C'est dimanche et comme chaque semaine, c'est l'heure de faire un nouveau point sur l'actualité business de l'industrie du jeu vidéo. Entre bilans financiers, décisions attendues et lancements fulgurants, la semaine qui vient de s'écouler a été très dense.
Sommaire
- Ubisoft : le plus mauvais bilan de son histoire sur fond de restructuration
- Rachat d'Activision-Blizzard : Microsoft respire grâce à l'Europe
- Take-Two Interactive (GTA) perd un milliard, Zynga en grande partie responsable
- En bref dans l'actualité business de la semaine
- Nos autres articles business de la semaine
Ubisoft : le plus mauvais bilan de son histoire sur fond de restructuration
L'éditeur français avait prévu le coup lors de son dernier bilan, et l'année fiscale 2022-2023 d'Ubisoft est bien l'une des pires jamais enregistrées. Actuellement entre deux cycles avec l'intention de réduire les coûts d'environ 200 millions d'euros, Ubisoft qualifie de "pivot" une année qui a vu les pertes nettes exploser. Ces derniers mois, plus de 700 employés ont été priés de trouver un nouvel emploi, en sachant que ces départs concernent essentiellement des services de distribution et de support. En conséquence, Ubisoft repasse sous la barre des 20 000 salariés à travers le monde, ce qui reste énorme quand on pense au fait qu'Activision Blizzard compte environ 13 000 employés.

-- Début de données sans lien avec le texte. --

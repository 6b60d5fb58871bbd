//! The SQL service facade.
//!
//! A [`SqlService`] runs statements on behalf of a unit of work. The first
//! statement in a [`Transaction`] leases a connection (from the service's own
//! pool or from a registered data source), registers a
//! [`SqlTransactionMember`] holding it and fires the begin hook. Later
//! statements in the same transaction reuse that connection and the
//! transaction's [`StatementCache`]. Commit, rollback and release are driven
//! by the transaction.

use crate::config::{DEFAULT_POOL_SWEEP_INTERVAL_SECS, SqlServiceConfig};
use crate::db::backend::SqlxConnector;
use crate::db::binds::FunctionArg;
use crate::db::connection::{Connection, Connector, DataSourceRegistry, PreparedStatement};
use crate::db::functions::{
    AccessControl, BindFunctionResolver, BindFunctions, DescriptorIndex, TextProvider,
};
use crate::db::member::{MemberOwner, SqlTransactionMember};
use crate::db::pool::{ConnectionPool, PoolConfig, PoolOwner};
use crate::db::processor::{BoundStatement, SelectStreamHandler, StatementProcessor};
use crate::db::statement_cache::{STATEMENT_CACHE_MEMBER_ID, StatementCache};
use crate::db::style::{SqlStyle, style_for};
use crate::db::transaction::Transaction;
use crate::error::{SqlError, SqlResult};
use crate::models::{BindBase, Row, Value};
use async_trait::async_trait;
use std::sync::Arc;
use std::time::Duration;
use tracing::{debug, error, info, warn};

/// Overridable behavior of a SQL service. Every hook has a default.
#[async_trait]
pub trait SqlServiceHooks: Send + Sync {
    /// Initialize a freshly created pooled connection.
    async fn after_connection_created(&self, _conn: &Arc<dyn Connection>) -> SqlResult<()> {
        Ok(())
    }

    /// Check an idle pooled connection before reuse.
    async fn test_connection(&self, style: &dyn SqlStyle, conn: &Arc<dyn Connection>) -> SqlResult<()> {
        style.test_connection(conn).await
    }

    /// Called once per transaction after the connection was leased.
    async fn begin_transaction(&self, _conn: &Arc<dyn Connection>) -> SqlResult<()> {
        Ok(())
    }

    /// Called before the physical commit or rollback.
    async fn end_transaction(
        &self,
        _conn: &Arc<dyn Connection>,
        _will_be_committed: bool,
    ) -> SqlResult<()> {
        Ok(())
    }

    /// Resolve a custom bind function. `None` falls back to the built-in
    /// `level`, `code` and `text` functions.
    fn custom_bind_function(
        &self,
        _name: &str,
        _args: &[FunctionArg],
        _bases: &[BindBase],
    ) -> Option<SqlResult<Value>> {
        None
    }
}

/// Hooks with only the default behavior.
#[derive(Debug, Default, Clone, Copy)]
pub struct DefaultHooks;

impl SqlServiceHooks for DefaultHooks {}

enum ConnectionSource {
    Pool(Arc<ConnectionPool>),
    DataSource {
        registry: DataSourceRegistry,
        name: String,
        prefixes: Vec<String>,
    },
}

struct ServiceInner {
    name: String,
    member_id: String,
    config: SqlServiceConfig,
    style: Arc<dyn SqlStyle>,
    source: ConnectionSource,
    hooks: Arc<dyn SqlServiceHooks>,
    functions: BindFunctions,
}

impl ServiceInner {
    fn acquisition_context(&self) -> String {
        match &self.source {
            ConnectionSource::Pool(_) => format!(
                "jdbcDriverName={}, jdbcMappingName={}",
                self.config.driver_name_or_default(),
                self.config.masked_mapping_name()
            ),
            ConnectionSource::DataSource { name, .. } => format!("jndiName={}", name),
        }
    }

    async fn lease_connection(&self) -> SqlResult<Arc<dyn Connection>> {
        let result = match &self.source {
            ConnectionSource::Pool(pool) => pool.lease_connection(self).await,
            // Data source connections are pooled by the data source and not initialized here.
            ConnectionSource::DataSource {
                registry,
                name,
                prefixes,
            } => match registry.lookup(name, prefixes) {
                Some((found, source)) => {
                    debug!(service = %self.name, data_source = %found, "Opening data source connection");
                    source.connect().await
                }
                None => Err(SqlError::connection(format!(
                    "Cannot find data source '{}'",
                    name
                ))),
            },
        };
        result.map_err(|e| e.with_context(self.acquisition_context()))
    }
}

#[async_trait]
impl PoolOwner for ServiceInner {
    fn name(&self) -> &str {
        &self.name
    }

    async fn test_connection(&self, conn: &Arc<dyn Connection>) -> SqlResult<()> {
        self.hooks.test_connection(self.style.as_ref(), conn).await
    }

    async fn after_connection_created(&self, conn: &Arc<dyn Connection>) -> SqlResult<()> {
        self.hooks.after_connection_created(conn).await
    }
}

#[async_trait]
impl MemberOwner for ServiceInner {
    fn name(&self) -> &str {
        &self.name
    }

    async fn end_transaction(
        &self,
        conn: &Arc<dyn Connection>,
        will_be_committed: bool,
    ) -> SqlResult<()> {
        self.hooks.end_transaction(conn, will_be_committed).await
    }

    async fn release_connection(&self, conn: Arc<dyn Connection>) {
        match &self.source {
            ConnectionSource::Pool(pool) => pool.release_connection(&conn).await,
            ConnectionSource::DataSource { name, .. } => {
                if let Err(e) = conn.close().await {
                    error!(
                        service = %self.name,
                        jndi_name = %name,
                        connection_id = conn.id(),
                        error = %e,
                        "Failed to close data source connection"
                    );
                }
            }
        }
    }
}

impl BindFunctionResolver for ServiceInner {
    fn resolve(&self, name: &str, args: &[FunctionArg], bases: &[BindBase]) -> SqlResult<Value> {
        self.hooks
            .custom_bind_function(name, args, bases)
            .unwrap_or_else(|| self.functions.resolve(name, args, bases))
    }
}

/// Configures and creates a [`SqlService`].
pub struct SqlServiceBuilder {
    config: SqlServiceConfig,
    connector: Option<Arc<dyn Connector>>,
    data_sources: Option<DataSourceRegistry>,
    style: Option<Arc<dyn SqlStyle>>,
    hooks: Arc<dyn SqlServiceHooks>,
    descriptors: DescriptorIndex,
    access_control: Option<Arc<dyn AccessControl>>,
    text_provider: Option<Arc<dyn TextProvider>>,
    sweep_interval: Option<Duration>,
}

impl SqlServiceBuilder {
    /// Connector for the service pool. Defaults to a sqlx connector for the mapping name.
    pub fn connector(mut self, connector: Arc<dyn Connector>) -> Self {
        self.connector = Some(connector);
        self
    }

    /// Registry the JNDI name is looked up in when `direct_jdbc_connection` is false.
    pub fn data_sources(mut self, registry: DataSourceRegistry) -> Self {
        self.data_sources = Some(registry);
        self
    }

    pub fn style(mut self, style: Arc<dyn SqlStyle>) -> Self {
        self.style = Some(style);
        self
    }

    pub fn hooks(mut self, hooks: Arc<dyn SqlServiceHooks>) -> Self {
        self.hooks = hooks;
        self
    }

    /// Permissions and codes known to `::level` and `::code`.
    pub fn descriptors(mut self, descriptors: DescriptorIndex) -> Self {
        self.descriptors = descriptors;
        self
    }

    pub fn access_control(mut self, access_control: Arc<dyn AccessControl>) -> Self {
        self.access_control = Some(access_control);
        self
    }

    pub fn text_provider(mut self, text_provider: Arc<dyn TextProvider>) -> Self {
        self.text_provider = Some(text_provider);
        self
    }

    /// Interval of the idle connection sweep; `None` disables it.
    pub fn sweep_interval(mut self, interval: Option<Duration>) -> Self {
        self.sweep_interval = interval;
        self
    }

    pub fn build(self) -> SqlResult<SqlService> {
        let config = self.config;
        config.validate().map_err(SqlError::configuration)?;

        let name = config.name_or_default().to_string();
        let style = match self.style {
            Some(style) => style,
            None => style_for(config.sql_style.as_deref(), config.database_type())?,
        };

        let source = if config.direct_jdbc_connection_or_default() {
            let connector: Arc<dyn Connector> = match self.connector {
                Some(connector) => connector,
                None => Arc::new(SqlxConnector::from_config(&config)?),
            };
            let pool = ConnectionPool::new(PoolConfig::from_service_config(&config), connector);
            if let Some(interval) = self.sweep_interval {
                if tokio::runtime::Handle::try_current().is_ok() {
                    pool.start_sweeper(interval);
                } else {
                    warn!(service = %name, "No async runtime, idle connection sweep disabled");
                }
            }
            ConnectionSource::Pool(pool)
        } else {
            let registry = self.data_sources.ok_or_else(|| {
                SqlError::configuration("A data source registry is required for JNDI connections")
            })?;
            ConnectionSource::DataSource {
                registry,
                name: config.jndi_name.clone().unwrap_or_default(),
                prefixes: config.jndi_url_pkg_prefixes_list(),
            }
        };

        let mut functions = BindFunctions::new(self.descriptors);
        if let Some(access_control) = self.access_control {
            functions = functions.with_access_control(access_control);
        }
        if let Some(text_provider) = self.text_provider {
            functions = functions.with_text_provider(text_provider);
        }

        info!(
            service = %name,
            style = style.name(),
            direct = config.direct_jdbc_connection_or_default(),
            pool_size = config.pool_size_or_default(),
            "SQL service initialized"
        );

        Ok(SqlService {
            inner: Arc::new(ServiceInner {
                member_id: config.transaction_member_id_or_default(),
                name,
                config,
                style,
                source,
                hooks: self.hooks,
                functions,
            }),
        })
    }
}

Nous poursuivons notre plan de réduction des coûts d’au moins 200 millions d’euros sur les deux prochaines années. Grâce à un contrôle strict des recrutements allié aux premières restructurations ciblées – dont la fermeture de 5 bureaux en Europe – les effectifs mondiaux sont passés sous la barre des 20 000 salariés contre plus de 20 700 à fin septembre 2022. (Frédérick Duguet)
Mais alors, ça dit quoi au niveau des chiffres. Accrochez-vous, car ils donnent le vertige. Le chiffre d'affaires annuel d'Ubisoft passe de 2,1 à 1,8 milliard d'euros, mais c'est au niveau des bénéfices opérationnels et nets que les choses se gâtent. Sur l'année 2021-2022, Ubisoft affichait un bénéfice opérationnel de 241,5 millions d'euros. Pour l'exercice clos fin mars, on parle d'une perte de 585,5 millions d'euros, qui se traduisent par une perte nette de 494,7 millions, soit l'équivalent de cinq ans de bénéfices. Pour revenir dans le jeu tout en poursuivant sa restructuration, Ubisoft va très fortement miser sur Assassin's Creed et notamment sur Assassin's Creed Mirage.

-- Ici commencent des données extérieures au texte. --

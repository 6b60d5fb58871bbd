//! Transaction-scoped cache of prepared statements.
//!
//! Entries are keyed by the identity of the connection they were prepared on
//! and the normalized SQL text. The cache holds at most `capacity` statements
//! and closes the least recently used one when a new statement would exceed it.

use crate::db::connection::{Connection, PreparedStatement};
use crate::db::transaction::{Transaction, TransactionMember};
use crate::error::{SqlError, SqlResult};
use async_trait::async_trait;
use std::any::Any;
use std::collections::HashMap;
use std::sync::{Arc, Mutex, MutexGuard};
use tracing::{debug, warn};

/// Member id under which the statement cache registers with a transaction.
pub const STATEMENT_CACHE_MEMBER_ID: &str = "txsql.statementCache";

type CacheKey = (u64, String);

struct CacheEntry {
    statement: Arc<dyn PreparedStatement>,
    last_used: u64,
}

#[derive(Default)]
struct CacheState {
    entries: HashMap<CacheKey, CacheEntry>,
    tick: u64,
    released: bool,
    hits: u64,
    misses: u64,
}

impl CacheState {
    fn next_tick(&mut self) -> u64 {
        self.tick += 1;
        self.tick
    }

    /// Remove least recently used entries until at most `capacity` remain.
    fn evict_to(&mut self, capacity: usize) -> Vec<Arc<dyn PreparedStatement>> {
        let mut evicted = Vec::new();
        while self.entries.len() > capacity {
            let Some(oldest) = self
                .entries
                .iter()
                .min_by_key(|(_, entry)| entry.last_used)
                .map(|(key, _)| key.clone())
            else {
                break;
            };
            if let Some(entry) = self.entries.remove(&oldest) {
                evicted.push(entry.statement);
            }
        }
        evicted
    }
}

/// Hit/miss counters of a [`StatementCache`].
#[derive(Debug, Clone, Copy, PartialEq, Eq)]
pub struct CacheStats {
    pub len: usize,
    pub hits: u64,
    pub misses: u64,
}

pub struct StatementCache {
    capacity: usize,
    state: Mutex<CacheState>,
}

impl StatementCache {
    pub fn new(capacity: usize) -> Self {
        Self {
            capacity: capacity.max(1),
            state: Mutex::new(CacheState::default()),
        }
    }

    fn lock(&self) -> MutexGuard<'_, CacheState> {
        self.state.lock().unwrap_or_else(|e| e.into_inner())
    }

    pub fn capacity(&self) -> usize {
        self.capacity
    }

    /// Return the cached statement for `sql` on `connection`, preparing and
    /// caching it on a miss.
    pub async fn get_or_create(
        &self,
        connection: &Arc<dyn Connection>,
        sql: &str,
    ) -> SqlResult<Arc<dyn PreparedStatement>> {
        let key = (connection.id(), normalize_sql(sql));
        {
            let mut state = self.lock();
            if state.released {
                return Err(SqlError::processing(
                    "Statement cache was released with its transaction",
                ));
            }
            let tick = state.next_tick();
            if let Some(entry) = state.entries.get_mut(&key) {
                entry.last_used = tick;
                let statement = entry.statement.clone();
                state.hits += 1;
                return Ok(statement);
            }
            state.misses += 1;
        }

        let statement = connection.prepare(sql).await?;

        let (replaced, evicted) = {
            let mut state = self.lock();
            let tick = state.next_tick();
            let replaced = state.entries.insert(
                key,
                CacheEntry {
                    statement: statement.clone(),
                    last_used: tick,
                },
            );
            let evicted = state.evict_to(self.capacity);
            (replaced, evicted)
        };

        for old in replaced.into_iter().map(|e| e.statement).chain(evicted) {
            debug!(sql = %old.sql(), "Closing evicted statement");
            close_statement(&old).await;
        }
        Ok(statement)
    }

    /// Close every cached statement. Safe to call more than once.
    pub async fn release_all(&self) {
        let statements: Vec<_> = {
            let mut state = self.lock();
            state.released = true;
            state.entries.drain().map(|(_, e)| e.statement).collect()
        };
        if !statements.is_empty() {
            debug!(count = statements.len(), "Releasing cached statements");
        }
        for statement in &statements {
            close_statement(statement).await;
        }
    }

    pub fn contains(&self, connection_id: u64, sql: &str) -> bool {
        self.lock()
            .entries
            .contains_key(&(connection_id, normalize_sql(sql)))
    }

    pub fn stats(&self) -> CacheStats {
        let state = self.lock();
        CacheStats {
            len: state.entries.len(),
            hits: state.hits,
            misses: state.misses,
        }
    }

    pub fn is_released(&self) -> bool {
        self.lock().released
    }
}

impl std::fmt::Debug for StatementCache {
    fn fmt(&self, f: &mut std::fmt::Formatter<'_>) -> std::fmt::Result {
        f.debug_struct("StatementCache")
            .field("capacity", &self.capacity)
            .field("stats", &self.stats())
            .finish()
    }
}

async fn close_statement(statement: &Arc<dyn PreparedStatement>) {
    if let Err(e) = statement.close().await {
        warn!(error = %e, sql = %statement.sql(), "Failed to close statement");
    }
}

#[async_trait]
impl TransactionMember for StatementCache {
    fn member_id(&self) -> &str {
        STATEMENT_CACHE_MEMBER_ID
    }

    fn needs_commit(&self) -> bool {
        false
    }

    async fn commit_phase2(&self, _tx: &Transaction) {}

    async fn rollback(&self, _tx: &Transaction) {}

    async fn release(&self) {
        self.release_all().await;
    }

    fn as_any(self: Arc<Self>) -> Arc<dyn Any + Send + Sync> {
        self
    }
}

/// Collapse runs of whitespace outside quoted literals into one space and trim.
pub fn normalize_sql(sql: &str) -> String {
    let mut out = String::with_capacity(sql.len());
    let mut quote: Option<char> = None;
    let mut pending_space = false;

    for c in sql.chars() {
        match quote {
            Some(q) => {
                out.push(c);
                if c == q {
                    quote = None;
                }
            }
            None if c.is_whitespace() => pending_space = true,
            None => {
                if pending_space && !out.is_empty() {
                    out.push(' ');
                }
                pending_space = false;
                if c == '\'' || c == '"' {
                    quote = Some(c);
                }
                out.push(c);
            }
        }
    }
    out
}

#[cfg(test)]
mod tests {
    use super::*;
    use crate::db::connection::Connector;
    use crate::db::mock::MockConnector;

    #[test]
    fn test_normalize_sql() {
        assert_eq!(
            normalize_sql("  SELECT  a,\n\tb FROM t  WHERE x = 'a   b' "),
            "SELECT a, b FROM t WHERE x = 'a   b'"
        );
        assert_eq!(normalize_sql("SELECT \"my  col\"  FROM t"), "SELECT \"my  col\" FROM t");
        assert_eq!(normalize_sql(""), "");
    }

    #[tokio::test]
    async fn test_hit_on_equivalent_text() {
        let connector = MockConnector::new();
        let conn = connector.connect().await.unwrap();
        let cache = StatementCache::new(5);

        let a = cache.get_or_create(&conn, "SELECT 1").await.unwrap();
        let b = cache.get_or_create(&conn, "SELECT   1 ").await.unwrap();
        assert!(Arc::ptr_eq(&a, &b));
        assert_eq!(connector.state().log().prepared.len(), 1);
        assert_eq!(
            cache.stats(),
            CacheStats {
                len: 1,
                hits: 1,
                misses: 1
            }
        );
    }

    #[tokio::test]
    async fn test_keyed_by_connection() {
        let connector = MockConnector::new();
        let first = connector.connect().await.unwrap();
        let second = connector.connect().await.unwrap();
        let cache = StatementCache::new(5);

        let a = cache.get_or_create(&first, "SELECT 1").await.unwrap();
        let b = cache.get_or_create(&second, "SELECT 1").await.unwrap();
        assert!(!Arc::ptr_eq(&a, &b));
        assert_eq!(cache.stats().len, 2);
    }

    #[tokio::test]
    async fn test_lru_eviction_closes_statement() {
        let connector = MockConnector::new();
        let conn = connector.connect().await.unwrap();
        let cache = StatementCache::new(2);

        let a = cache.get_or_create(&conn, "SELECT a").await.unwrap();
        cache.get_or_create(&conn, "SELECT b").await.unwrap();
        // Touch a so that b becomes the least recently used entry.
        cache.get_or_create(&conn, "SELECT a").await.unwrap();
        cache.get_or_create(&conn, "SELECT c").await.unwrap();

        assert_eq!(cache.stats().len, 2);
        assert!(cache.contains(conn.id(), "SELECT a"));
        assert!(!cache.contains(conn.id(), "SELECT b"));
        assert!(cache.contains(conn.id(), "SELECT c"));
        assert!(!a.is_closed());
        assert_eq!(
            connector.state().log().closed_statements,
            vec!["SELECT b".to_string()]
        );
    }

    #[tokio::test]
    async fn test_release_all_is_idempotent() {
        let connector = MockConnector::new();
        let conn = connector.connect().await.unwrap();
        let cache = StatementCache::new(5);

        let a = cache.get_or_create(&conn, "SELECT a").await.unwrap();
        let b = cache.get_or_create(&conn, "SELECT b").await.unwrap();
        cache.release_all().await;
        cache.release_all().await;

        assert!(a.is_closed());
        assert!(b.is_closed());
        assert!(cache.is_released());
        assert_eq!(connector.state().log().closed_statements.len(), 2);
        assert!(cache.get_or_create(&conn, "SELECT a").await.is_err());
    }

    #[tokio::test]
    async fn test_released_with_transaction() {
        let connector = MockConnector::new();
        let conn = connector.connect().await.unwrap();
        let cache = Arc::new(StatementCache::new(5));
        let tx = Transaction::new();
        tx.register_member(cache.clone()).unwrap();

        let stmt = cache.get_or_create(&conn, "SELECT 1").await.unwrap();
        tx.finish(true).await.unwrap();
        assert!(stmt.is_closed());
        assert!(cache.is_released());
    }
}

On l'avait compris au moment de l'annonce des différents projets, mais ce sont plus de 2000 personnes qui travaillent actuellement sur la licence. En parallèle, Ubisoft comptera sur le free-to-play XDefiant, Skull and Bones, Avatar : Frontiers of Pandora, The Crew Motorfest ou encore Rainbow Six Mobile et The Division Resurgence. Au moins un jeu AAA n'a pas encore été annoncé, mais on en saura plus lors de l'Ubisoft Forward du 12 juin prochain. En mettant tout ceci bout à bout, Ubisoft espère présenter des bénéfices d'environ 400 millions à la fin de l'année fiscale en cours.

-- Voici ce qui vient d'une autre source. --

//! The SQL service's participant in a unit of work.
//!
//! A [`SqlTransactionMember`] holds the one connection a service uses inside a
//! transaction. The transaction drives it through commit or rollback and then
//! releases it, which hands the connection back to the service.

use crate::db::connection::Connection;
use crate::db::transaction::{Transaction, TransactionMember};
use crate::error::SqlResult;
use async_trait::async_trait;
use std::any::Any;
use std::sync::atomic::{AtomicBool, Ordering};
use std::sync::{Arc, Mutex};
use tracing::{debug, error};

/// The service side of a member: transaction hooks and connection release.
#[async_trait]
pub trait MemberOwner: Send + Sync {
    fn name(&self) -> &str;

    /// Runs before the physical commit or rollback.
    async fn end_transaction(
        &self,
        conn: &Arc<dyn Connection>,
        will_be_committed: bool,
    ) -> SqlResult<()>;

    /// Take back a connection at the end of the unit of work. Must not fail.
    async fn release_connection(&self, conn: Arc<dyn Connection>);
}

/// Lifecycle of a member. A service without a member in the current
/// transaction is implicitly unstarted.
#[derive(Debug, Clone, Copy, PartialEq, Eq)]
pub enum MemberState {
    Active,
    Committing,
    Committed,
    RollingBack,
    RolledBack,
    Released,
}

pub struct SqlTransactionMember {
    member_id: String,
    connection: Arc<dyn Connection>,
    owner: Arc<dyn MemberOwner>,
    state: Mutex<MemberState>,
    finishing: AtomicBool,
    released: AtomicBool,
}

impl SqlTransactionMember {
    pub fn new(
        member_id: impl Into<String>,
        connection: Arc<dyn Connection>,
        owner: Arc<dyn MemberOwner>,
    ) -> Self {
        Self {
            member_id: member_id.into(),
            connection,
            owner,
            state: Mutex::new(MemberState::Active),
            finishing: AtomicBool::new(false),
            released: AtomicBool::new(false),
        }
    }

    pub fn connection(&self) -> Arc<dyn Connection> {
        self.connection.clone()
    }

    pub fn state(&self) -> MemberState {
        *self.state.lock().unwrap_or_else(|e| e.into_inner())
    }

    fn set_state(&self, state: MemberState) {
        *self.state.lock().unwrap_or_else(|e| e.into_inner()) = state;
    }

    /// True while the end-of-transaction hook runs.
    pub fn is_finishing_transaction(&self) -> bool {
        self.finishing.load(Ordering::Acquire)
    }

    pub fn is_released(&self) -> bool {
        self.released.load(Ordering::Acquire)
    }

    async fn run_end_hook(&self, will_be_committed: bool) -> SqlResult<()> {
        self.finishing.store(true, Ordering::Release);
        let result = self
            .owner
            .end_transaction(&self.connection, will_be_committed)
            .await;
        self.finishing.store(false, Ordering::Release);
        result
    }
}

#[async_trait]
impl TransactionMember for SqlTransactionMember {
    fn member_id(&self) -> &str {
        &self.member_id
    }

    /// Hook and commit failures are logged; the physical commit is attempted
    /// even if the hook failed.
    async fn commit_phase2(&self, tx: &Transaction) {
        self.set_state(MemberState::Committing);
        if let Err(e) = self.run_end_hook(true).await {
            error!(
                service = self.owner.name(),
                transaction_id = %tx.id(),
                error = %e,
                "End-of-transaction hook failed before commit"
            );
        }
        if let Err(e) = self.connection.commit().await {
            error!(
                service = self.owner.name(),
                transaction_id = %tx.id(),
                connection_id = self.connection.id(),
                error = %e,
                "Commit failed"
            );
            tx.add_failure(format!("{}: commit failed: {}", self.member_id, e));
        }
        self.set_state(MemberState::Committed);
        debug!(member_id = %self.member_id, transaction_id = %tx.id(), "Member committed");
    }

    /// Failures are logged unless the transaction was cancelled.
    async fn rollback(&self, tx: &Transaction) {
        self.set_state(MemberState::RollingBack);
        let hook = self.run_end_hook(false).await;
        let rollback = self.connection.rollback().await;
        if !tx.is_cancelled() {
            if let Err(e) = hook {
                error!(
                    service = self.owner.name(),
                    transaction_id = %tx.id(),
                    error = %e,
                    "End-of-transaction hook failed before rollback"
                );
            }
            if let Err(e) = rollback {
                error!(
                    service = self.owner.name(),
                    transaction_id = %tx.id(),
                    connection_id = self.connection.id(),
                    error = %e,
                    "Rollback failed"
                );
            }
        }
        self.set_state(MemberState::RolledBack);
        debug!(member_id = %self.member_id, transaction_id = %tx.id(), "Member rolled back");
    }

    async fn release(&self) {
        if self.released.swap(true, Ordering::AcqRel) {
            return;
        }
        self.owner.release_connection(self.connection.clone()).await;
        self.set_state(MemberState::Released);
    }

    fn as_any(self: Arc<Self>) -> Arc<dyn Any + Send + Sync> {
        self
    }
}

impl std::fmt::Debug for SqlTransactionMember {
    fn fmt(&self, f: &mut std::fmt::Formatter<'_>) -> std::fmt::Result {
        f.debug_struct("SqlTransactionMember")
            .field("member_id", &self.member_id)
            .field("connection_id", &self.connection.id())
            .field("state", &self.state())
            .finish()
    }
}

Rachat d'Activision-Blizzard : Microsoft respire grâce à l'Europe
Les dernières semaines ont été difficiles pour Microsoft et sa branche Xbox. Le lancement de Redfall a remis sur la table la question de la capacité de l'éditeur à sortir des titres forts, tandis que le rachat d'Activision Blizzard King s'enlisait. Alors que les analystes pensaient que le régulateur britannique allait approuver l'opération, ce dernier a tout simplement dit non. Un non ferme, bloquant le rachant sur le territoire. Microsoft peut aller en appel, mais ça ne garantit rien et il fallait à tout prix qu'un marché important donne son aval pour espérer présenter un dossier assez solide.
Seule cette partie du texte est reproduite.